**Work required**
Whenever a line of the material contains the string "gate", it should be copied.

**Source data**

---------------

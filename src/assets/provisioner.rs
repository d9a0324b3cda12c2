//! Idempotent model bundle provisioning.

use async_trait::async_trait;
use std::path::{Path, PathBuf};
use std::sync::Arc;
use tokio::fs;
use tokio::sync::Mutex;
use uuid::Uuid;

use crate::assets::archive::{extract_tar_gz, ExtractReport};
use crate::assets::source::ArchiveSource;
use crate::assets::ProvisioningError;
use crate::config::{ArchiveLocation, AssetConfig};
use crate::supervisor::Preparation;

/// How the bundle became available.
#[derive(Debug, Clone, PartialEq, Eq)]
pub enum ProvisionOutcome {
    /// The shared mount already held files.
    SharedMount,
    /// The ephemeral directory already held files; nothing was fetched.
    AlreadyExtracted,
    /// The archive was downloaded and extracted.
    Extracted { bytes: u64, report: ExtractReport },
}

/// Makes the model bundle visible at the conventional mount path.
pub struct AssetProvisioner {
    config: AssetConfig,
    source: Option<Arc<dyn ArchiveSource>>,
    gate: Mutex<()>,
}

impl AssetProvisioner {
    pub fn new(config: AssetConfig, source: Option<Arc<dyn ArchiveSource>>) -> Self {
        Self {
            config,
            source,
            gate: Mutex::new(()),
        }
    }

    pub fn config(&self) -> &AssetConfig {
        &self.config
    }

    /// `true` when assets are present at `mount_path` (directly or via the
    /// compatibility link). Failures are logged, never raised.
    pub async fn ensure_assets(&self, mount_path: &Path) -> bool {
        match self.provision(mount_path).await {
            Ok(outcome) if has_entries(mount_path).await => {
                tracing::info!(
                    mount = %mount_path.display(),
                    outcome = ?outcome,
                    "Model assets available"
                );
                true
            }
            Ok(outcome) => {
                tracing::warn!(
                    mount = %mount_path.display(),
                    local = %self.config.local_dir.display(),
                    outcome = ?outcome,
                    "Model assets available only in the local directory"
                );
                false
            }
            Err(ProvisioningError::NotConfigured) => {
                tracing::warn!(
                    mount = %mount_path.display(),
                    "Shared mount is empty and no archive is configured; continuing without assets"
                );
                false
            }
            Err(e) => {
                tracing::error!(
                    mount = %mount_path.display(),
                    error = %e,
                    "Model provisioning failed"
                );
                false
            }
        }
    }

    pub async fn provision(
        &self,
        mount_path: &Path,
    ) -> Result<ProvisionOutcome, ProvisioningError> {
        let _guard = self.gate.lock().await;

        if has_entries(mount_path).await {
            return Ok(ProvisionOutcome::SharedMount);
        }
        let (location, source) = self.archive()?;

        let local = self.config.local_dir.clone();
        let outcome = if has_entries(&local).await {
            tracing::info!(
                local = %local.display(),
                "Ephemeral model directory already populated; skipping download"
            );
            ProvisionOutcome::AlreadyExtracted
        } else {
            let (bytes, report) = self.download_and_publish(source, &location, &local).await?;
            ProvisionOutcome::Extracted { bytes, report }
        };

        if !link_shared_mount(mount_path, &local).await {
            tracing::warn!(
                mount = %mount_path.display(),
                local = %local.display(),
                "Mount path does not point at the local models"
            );
        }
        Ok(outcome)
    }

    /// Populate the shared mount itself from object storage. Operator path,
    /// run once so later instances find the mount non-empty.
    pub async fn seed_shared_mount(
        &self,
        mount_path: &Path,
    ) -> Result<ProvisionOutcome, ProvisioningError> {
        let _guard = self.gate.lock().await;
        let (location, source) = self.archive()?;

        if fs::metadata(mount_path).await.is_err() {
            tracing::info!(mount = %mount_path.display(), "Mount path not found; creating it");
            fs::create_dir_all(mount_path)
                .await
                .map_err(ProvisioningError::io(mount_path))?;
        }
        if has_entries(mount_path).await {
            tracing::info!(mount = %mount_path.display(), "Mount already populated; skipping seed");
            return Ok(ProvisionOutcome::SharedMount);
        }

        // Download inside the mount so nothing crosses filesystems.
        let scratch = mount_path.join(format!(".download-{}", Uuid::new_v4().simple()));
        fs::create_dir_all(&scratch)
            .await
            .map_err(ProvisioningError::io(&scratch))?;
        let result = async {
            let archive = scratch.join(location.file_name());
            let bytes = source.fetch(&location, &archive).await?;
            let report = extract_blocking(archive, mount_path.to_path_buf()).await?;
            Ok::<_, ProvisioningError>(ProvisionOutcome::Extracted { bytes, report })
        }
        .await;
        discard(&scratch).await;
        result
    }

    fn archive(&self) -> Result<(ArchiveLocation, &Arc<dyn ArchiveSource>), ProvisioningError> {
        match (self.config.archive_location(), &self.source) {
            (Some(location), Some(source)) => Ok((location, source)),
            _ => Err(ProvisioningError::NotConfigured),
        }
    }

    async fn download_and_publish(
        &self,
        source: &Arc<dyn ArchiveSource>,
        location: &ArchiveLocation,
        target: &Path,
    ) -> Result<(u64, ExtractReport), ProvisioningError> {
        let staging = staging_dir(target);
        fs::create_dir_all(&staging)
            .await
            .map_err(ProvisioningError::io(&staging))?;

        let result = async {
            let archive = staging.join(location.file_name());
            let bytes = source.fetch(location, &archive).await?;
            tracing::info!(bytes, archive = %archive.display(), "Model archive downloaded");

            let bundle = staging.join("bundle");
            let report = extract_blocking(archive, bundle.clone()).await?;
            publish(&bundle, target).await?;
            Ok::<_, ProvisioningError>((bytes, report))
        }
        .await;

        discard(&staging).await;
        result
    }
}

impl std::fmt::Debug for AssetProvisioner {
    fn fmt(&self, f: &mut std::fmt::Formatter<'_>) -> std::fmt::Result {
        f.debug_struct("AssetProvisioner")
            .field("config", &self.config)
            .field("source", &self.source.is_some())
            .finish()
    }
}

#[async_trait]
impl Preparation for AssetProvisioner {
    async fn prepare(&self) {
        let mount = self.config.mount_path.clone();
        self.ensure_assets(&mount).await;
    }
}

/// Point `mount_path` at `local_dir` unless the mount already serves files.
/// An empty mount directory is replaced; anything else is left alone.
pub async fn link_shared_mount(mount_path: &Path, local_dir: &Path) -> bool {
    match fs::symlink_metadata(mount_path).await {
        Ok(meta) if meta.file_type().is_symlink() => {
            return match fs::read_link(mount_path).await {
                Ok(existing) if existing == local_dir => true,
                Ok(existing) => {
                    tracing::warn!(
                        mount = %mount_path.display(),
                        points_to = %existing.display(),
                        "Mount path is a link elsewhere; leaving it"
                    );
                    false
                }
                Err(e) => {
                    tracing::warn!(
                        mount = %mount_path.display(),
                        error = %e,
                        "Cannot read mount link"
                    );
                    false
                }
            };
        }
        Ok(meta) if meta.is_dir() => {
            if has_entries(mount_path).await {
                return true;
            }
            if let Err(e) = fs::remove_dir(mount_path).await {
                tracing::warn!(
                    mount = %mount_path.display(),
                    error = %e,
                    "Cannot replace empty mount directory"
                );
                return false;
            }
        }
        Ok(_) => {
            tracing::warn!(
                mount = %mount_path.display(),
                "Mount path exists and is not a directory"
            );
            return false;
        }
        Err(_) => {}
    }

    if let Some(parent) = mount_path.parent() {
        if let Err(e) = fs::create_dir_all(parent).await {
            tracing::warn!(parent = %parent.display(), error = %e, "Cannot create mount parent");
            return false;
        }
    }

    match symlink(local_dir, mount_path).await {
        Ok(()) => {
            tracing::info!(
                mount = %mount_path.display(),
                local = %local_dir.display(),
                "Linked shared mount to local models"
            );
            true
        }
        Err(e) => {
            tracing::warn!(
                mount = %mount_path.display(),
                error = %e,
                "Failed to create compatibility link"
            );
            false
        }
    }
}

#[cfg(unix)]
async fn symlink(original: &Path, link: &Path) -> std::io::Result<()> {
    fs::symlink(original, link).await
}

#[cfg(not(unix))]
async fn symlink(_original: &Path, _link: &Path) -> std::io::Result<()> {
    Err(std::io::Error::new(
        std::io::ErrorKind::Unsupported,
        "directory links are only supported on unix",
    ))
}

async fn has_entries(path: &Path) -> bool {
    match fs::read_dir(path).await {
        Ok(mut entries) => matches!(entries.next_entry().await, Ok(Some(_))),
        Err(_) => false,
    }
}

async fn extract_blocking(
    archive: PathBuf,
    target: PathBuf,
) -> Result<ExtractReport, ProvisioningError> {
    tokio::task::spawn_blocking(move || extract_tar_gz(&archive, &target))
        .await
        .map_err(|e| ProvisioningError::Task(e.to_string()))?
}

/// Move the finished bundle into place. A target that gained files in the
/// meantime wins and the staged copy is dropped.
async fn publish(bundle: &Path, target: &Path) -> Result<(), ProvisioningError> {
    if has_entries(target).await {
        tracing::info!(
            target = %target.display(),
            "Target populated concurrently; discarding staged bundle"
        );
        return Ok(());
    }
    if fs::metadata(target).await.is_ok() {
        fs::remove_dir(target).await.map_err(ProvisioningError::io(target))?;
    }
    match fs::rename(bundle, target).await {
        Ok(()) => Ok(()),
        Err(_) if has_entries(target).await => Ok(()),
        Err(e) => Err(ProvisioningError::Io {
            path: target.to_path_buf(),
            source: e,
        }),
    }
}

fn staging_dir(target: &Path) -> PathBuf {
    let name = target
        .file_name()
        .map(|n| n.to_string_lossy().into_owned())
        .unwrap_or_else(|| "models".to_string());
    target.with_file_name(format!(".{}.staging-{}", name, Uuid::new_v4().simple()))
}

async fn discard(dir: &Path) {
    if let Err(e) = fs::remove_dir_all(dir).await {
        tracing::debug!(dir = %dir.display(), error = %e, "Could not remove scratch directory");
    }
}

---------------

**Exercise solution**
    gate: Mutex<()>,
            gate: Mutex::new(()),
        let _guard = self.gate.lock().await;
        let _guard = self.gate.lock().await;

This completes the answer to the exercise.